## WORK TO COMPLETE
Bring together copies of the lines in the data below that contain the word "other".

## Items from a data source
-=-=-=-=-

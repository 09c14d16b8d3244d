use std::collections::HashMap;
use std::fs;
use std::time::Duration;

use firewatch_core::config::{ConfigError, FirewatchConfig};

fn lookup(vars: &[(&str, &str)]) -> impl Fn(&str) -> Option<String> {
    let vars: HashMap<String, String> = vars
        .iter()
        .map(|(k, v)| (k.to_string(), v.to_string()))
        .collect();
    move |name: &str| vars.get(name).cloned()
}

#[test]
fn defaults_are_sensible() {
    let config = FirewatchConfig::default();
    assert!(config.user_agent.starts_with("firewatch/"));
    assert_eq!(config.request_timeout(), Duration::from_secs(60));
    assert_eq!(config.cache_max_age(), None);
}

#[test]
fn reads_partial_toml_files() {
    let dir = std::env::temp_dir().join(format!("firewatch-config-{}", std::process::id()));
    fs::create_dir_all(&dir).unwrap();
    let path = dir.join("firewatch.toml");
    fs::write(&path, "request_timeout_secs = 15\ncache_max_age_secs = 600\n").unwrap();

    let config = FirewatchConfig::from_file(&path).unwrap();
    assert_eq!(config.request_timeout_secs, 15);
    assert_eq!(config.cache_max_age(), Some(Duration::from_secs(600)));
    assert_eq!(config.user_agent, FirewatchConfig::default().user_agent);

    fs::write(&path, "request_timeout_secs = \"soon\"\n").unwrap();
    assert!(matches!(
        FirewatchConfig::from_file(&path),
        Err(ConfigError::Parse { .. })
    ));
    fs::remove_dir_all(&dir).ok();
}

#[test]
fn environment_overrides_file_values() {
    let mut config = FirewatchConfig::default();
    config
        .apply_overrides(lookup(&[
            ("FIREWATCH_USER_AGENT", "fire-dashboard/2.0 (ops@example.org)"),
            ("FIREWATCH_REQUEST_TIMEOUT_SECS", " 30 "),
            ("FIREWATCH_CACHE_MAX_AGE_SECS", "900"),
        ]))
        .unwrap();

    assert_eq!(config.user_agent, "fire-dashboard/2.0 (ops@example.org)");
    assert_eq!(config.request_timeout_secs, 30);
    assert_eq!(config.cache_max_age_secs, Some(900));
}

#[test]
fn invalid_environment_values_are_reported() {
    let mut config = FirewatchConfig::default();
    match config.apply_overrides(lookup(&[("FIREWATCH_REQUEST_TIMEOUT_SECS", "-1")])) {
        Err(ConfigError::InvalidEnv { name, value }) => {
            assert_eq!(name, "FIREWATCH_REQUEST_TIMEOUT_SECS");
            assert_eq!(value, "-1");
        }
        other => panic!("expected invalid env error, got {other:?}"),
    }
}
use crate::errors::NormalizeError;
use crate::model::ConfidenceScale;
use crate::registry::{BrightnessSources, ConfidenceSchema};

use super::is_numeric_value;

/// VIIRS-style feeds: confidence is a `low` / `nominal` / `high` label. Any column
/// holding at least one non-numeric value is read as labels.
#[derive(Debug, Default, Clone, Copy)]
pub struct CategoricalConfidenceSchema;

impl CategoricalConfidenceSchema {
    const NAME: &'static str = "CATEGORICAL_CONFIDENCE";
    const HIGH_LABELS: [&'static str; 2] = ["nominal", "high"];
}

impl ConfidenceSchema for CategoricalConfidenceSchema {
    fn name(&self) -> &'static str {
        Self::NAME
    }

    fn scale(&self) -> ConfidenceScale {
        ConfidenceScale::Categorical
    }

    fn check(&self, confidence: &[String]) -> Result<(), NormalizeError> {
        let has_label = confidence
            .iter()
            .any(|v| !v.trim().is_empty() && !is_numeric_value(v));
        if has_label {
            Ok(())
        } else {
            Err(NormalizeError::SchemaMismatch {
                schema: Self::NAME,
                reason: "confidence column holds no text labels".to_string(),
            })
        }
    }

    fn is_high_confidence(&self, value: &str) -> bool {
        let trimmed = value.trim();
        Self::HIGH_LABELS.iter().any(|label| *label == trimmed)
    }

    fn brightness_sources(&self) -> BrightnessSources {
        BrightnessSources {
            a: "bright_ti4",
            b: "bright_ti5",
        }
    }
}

-=-=-=-=-

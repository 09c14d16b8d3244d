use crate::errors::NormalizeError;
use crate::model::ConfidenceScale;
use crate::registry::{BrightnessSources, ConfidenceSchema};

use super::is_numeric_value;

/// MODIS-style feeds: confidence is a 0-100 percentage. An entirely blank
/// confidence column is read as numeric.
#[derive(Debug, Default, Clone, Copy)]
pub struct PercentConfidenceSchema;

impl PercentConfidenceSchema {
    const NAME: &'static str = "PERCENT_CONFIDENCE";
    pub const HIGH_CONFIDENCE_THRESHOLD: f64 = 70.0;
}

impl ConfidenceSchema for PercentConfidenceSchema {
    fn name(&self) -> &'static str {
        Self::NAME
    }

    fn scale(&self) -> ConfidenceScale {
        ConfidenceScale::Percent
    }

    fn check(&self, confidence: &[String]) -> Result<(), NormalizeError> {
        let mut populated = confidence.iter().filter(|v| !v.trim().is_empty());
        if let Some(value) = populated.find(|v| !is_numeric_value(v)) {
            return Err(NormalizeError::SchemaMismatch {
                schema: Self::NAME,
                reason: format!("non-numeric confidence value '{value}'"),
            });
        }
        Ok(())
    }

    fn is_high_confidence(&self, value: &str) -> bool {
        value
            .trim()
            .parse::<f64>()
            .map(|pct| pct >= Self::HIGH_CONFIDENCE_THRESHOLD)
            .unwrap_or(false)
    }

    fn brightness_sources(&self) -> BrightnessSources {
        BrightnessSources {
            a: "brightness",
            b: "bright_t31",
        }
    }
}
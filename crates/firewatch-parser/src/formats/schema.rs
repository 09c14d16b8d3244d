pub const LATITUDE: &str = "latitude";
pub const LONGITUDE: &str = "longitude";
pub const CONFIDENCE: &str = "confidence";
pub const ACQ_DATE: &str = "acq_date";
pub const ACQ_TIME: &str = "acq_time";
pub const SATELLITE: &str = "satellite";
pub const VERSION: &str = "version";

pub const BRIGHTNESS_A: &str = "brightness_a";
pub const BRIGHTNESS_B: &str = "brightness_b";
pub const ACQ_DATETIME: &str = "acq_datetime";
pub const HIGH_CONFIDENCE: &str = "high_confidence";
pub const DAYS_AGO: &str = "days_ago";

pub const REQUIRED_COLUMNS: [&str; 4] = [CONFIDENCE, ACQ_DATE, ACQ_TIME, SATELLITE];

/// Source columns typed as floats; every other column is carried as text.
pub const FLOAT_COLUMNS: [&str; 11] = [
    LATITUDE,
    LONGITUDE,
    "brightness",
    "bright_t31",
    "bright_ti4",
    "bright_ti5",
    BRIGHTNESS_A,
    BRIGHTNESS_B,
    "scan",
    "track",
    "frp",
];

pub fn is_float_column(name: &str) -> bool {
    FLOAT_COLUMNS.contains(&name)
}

-=-=-=-=-

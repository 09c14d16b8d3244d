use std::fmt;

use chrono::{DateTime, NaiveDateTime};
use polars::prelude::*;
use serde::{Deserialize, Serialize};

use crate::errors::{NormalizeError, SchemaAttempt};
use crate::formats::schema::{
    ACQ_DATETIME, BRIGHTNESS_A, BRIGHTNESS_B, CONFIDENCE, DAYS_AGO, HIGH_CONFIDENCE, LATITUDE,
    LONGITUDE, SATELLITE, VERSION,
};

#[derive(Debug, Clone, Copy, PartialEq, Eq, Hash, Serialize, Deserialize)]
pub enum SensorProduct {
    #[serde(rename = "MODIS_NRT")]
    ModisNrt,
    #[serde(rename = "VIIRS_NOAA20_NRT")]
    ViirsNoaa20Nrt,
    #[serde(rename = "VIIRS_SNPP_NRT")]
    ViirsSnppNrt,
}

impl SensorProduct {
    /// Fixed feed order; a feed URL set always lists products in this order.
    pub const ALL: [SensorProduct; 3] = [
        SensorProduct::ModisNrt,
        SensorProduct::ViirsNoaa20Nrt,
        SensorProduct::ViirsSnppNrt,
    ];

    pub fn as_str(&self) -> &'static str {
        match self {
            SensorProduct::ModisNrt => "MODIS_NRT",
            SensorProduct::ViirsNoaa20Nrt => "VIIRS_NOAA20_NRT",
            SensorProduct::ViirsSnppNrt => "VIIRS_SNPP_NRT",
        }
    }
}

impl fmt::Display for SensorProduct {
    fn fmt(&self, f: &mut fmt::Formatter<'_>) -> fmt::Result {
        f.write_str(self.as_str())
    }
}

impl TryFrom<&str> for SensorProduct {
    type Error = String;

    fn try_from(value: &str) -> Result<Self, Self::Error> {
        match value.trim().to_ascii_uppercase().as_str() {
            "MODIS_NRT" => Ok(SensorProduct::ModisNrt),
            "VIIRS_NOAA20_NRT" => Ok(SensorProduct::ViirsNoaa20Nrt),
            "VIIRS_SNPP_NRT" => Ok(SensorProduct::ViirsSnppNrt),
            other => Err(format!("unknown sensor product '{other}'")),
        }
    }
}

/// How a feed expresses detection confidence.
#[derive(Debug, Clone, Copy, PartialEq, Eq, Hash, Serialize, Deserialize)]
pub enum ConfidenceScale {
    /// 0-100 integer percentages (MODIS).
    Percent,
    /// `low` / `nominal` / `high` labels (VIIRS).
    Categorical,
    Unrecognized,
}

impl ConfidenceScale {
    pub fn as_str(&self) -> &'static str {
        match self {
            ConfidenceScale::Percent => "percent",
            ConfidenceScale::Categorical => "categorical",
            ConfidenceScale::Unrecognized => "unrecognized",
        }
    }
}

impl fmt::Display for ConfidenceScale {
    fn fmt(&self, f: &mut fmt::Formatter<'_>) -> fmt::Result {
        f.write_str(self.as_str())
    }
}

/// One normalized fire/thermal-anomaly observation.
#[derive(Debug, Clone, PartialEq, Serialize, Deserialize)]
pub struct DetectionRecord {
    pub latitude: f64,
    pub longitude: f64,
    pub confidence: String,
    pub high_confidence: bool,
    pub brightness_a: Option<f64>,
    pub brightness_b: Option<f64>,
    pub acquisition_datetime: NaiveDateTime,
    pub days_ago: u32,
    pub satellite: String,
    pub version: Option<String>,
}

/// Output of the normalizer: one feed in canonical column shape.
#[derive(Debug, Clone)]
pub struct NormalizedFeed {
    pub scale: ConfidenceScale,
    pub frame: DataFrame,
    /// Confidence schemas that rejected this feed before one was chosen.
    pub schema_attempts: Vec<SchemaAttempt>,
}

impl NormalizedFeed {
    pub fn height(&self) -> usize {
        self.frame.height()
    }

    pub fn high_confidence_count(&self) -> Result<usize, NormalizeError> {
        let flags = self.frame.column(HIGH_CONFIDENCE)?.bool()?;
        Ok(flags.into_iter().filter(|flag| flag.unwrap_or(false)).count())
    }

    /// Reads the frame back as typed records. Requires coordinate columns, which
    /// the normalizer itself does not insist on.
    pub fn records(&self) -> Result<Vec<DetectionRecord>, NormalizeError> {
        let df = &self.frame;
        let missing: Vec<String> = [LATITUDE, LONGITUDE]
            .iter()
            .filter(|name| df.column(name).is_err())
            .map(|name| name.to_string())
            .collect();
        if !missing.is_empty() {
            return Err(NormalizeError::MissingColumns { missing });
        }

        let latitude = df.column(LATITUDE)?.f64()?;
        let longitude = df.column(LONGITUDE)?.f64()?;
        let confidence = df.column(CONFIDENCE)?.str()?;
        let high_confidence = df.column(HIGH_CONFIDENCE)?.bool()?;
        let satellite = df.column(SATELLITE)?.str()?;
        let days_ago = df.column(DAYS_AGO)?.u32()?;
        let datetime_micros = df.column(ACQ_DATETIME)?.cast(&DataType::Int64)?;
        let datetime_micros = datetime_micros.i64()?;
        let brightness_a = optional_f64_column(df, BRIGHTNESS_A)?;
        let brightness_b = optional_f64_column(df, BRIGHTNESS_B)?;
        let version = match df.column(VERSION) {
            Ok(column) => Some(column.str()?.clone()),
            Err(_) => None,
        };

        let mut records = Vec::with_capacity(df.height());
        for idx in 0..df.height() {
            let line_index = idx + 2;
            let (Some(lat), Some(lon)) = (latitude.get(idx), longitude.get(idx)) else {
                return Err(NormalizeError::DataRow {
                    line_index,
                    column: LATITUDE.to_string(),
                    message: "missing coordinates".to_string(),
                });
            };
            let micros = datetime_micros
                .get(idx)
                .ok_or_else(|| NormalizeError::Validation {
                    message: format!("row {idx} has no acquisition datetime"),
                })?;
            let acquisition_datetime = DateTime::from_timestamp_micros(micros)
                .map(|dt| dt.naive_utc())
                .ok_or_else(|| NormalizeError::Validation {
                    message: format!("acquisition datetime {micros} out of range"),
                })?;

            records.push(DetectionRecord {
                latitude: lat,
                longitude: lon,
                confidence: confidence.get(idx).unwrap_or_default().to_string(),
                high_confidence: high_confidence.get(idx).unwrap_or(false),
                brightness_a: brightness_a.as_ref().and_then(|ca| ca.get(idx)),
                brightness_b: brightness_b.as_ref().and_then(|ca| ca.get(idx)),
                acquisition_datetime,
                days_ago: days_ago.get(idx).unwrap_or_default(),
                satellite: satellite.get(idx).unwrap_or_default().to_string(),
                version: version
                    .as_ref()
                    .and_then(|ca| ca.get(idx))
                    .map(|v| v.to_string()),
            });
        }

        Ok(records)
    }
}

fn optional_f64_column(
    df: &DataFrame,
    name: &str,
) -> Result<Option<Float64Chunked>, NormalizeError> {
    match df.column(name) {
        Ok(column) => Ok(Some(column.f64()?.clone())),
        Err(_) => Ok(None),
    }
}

-=-=-=-=-

## WORKED SOLUTION
        other => panic!("expected invalid env error, got {other:?}"),
/// Source columns typed as floats; every other column is carried as text.
            other => Err(format!("unknown sensor product '{other}'")),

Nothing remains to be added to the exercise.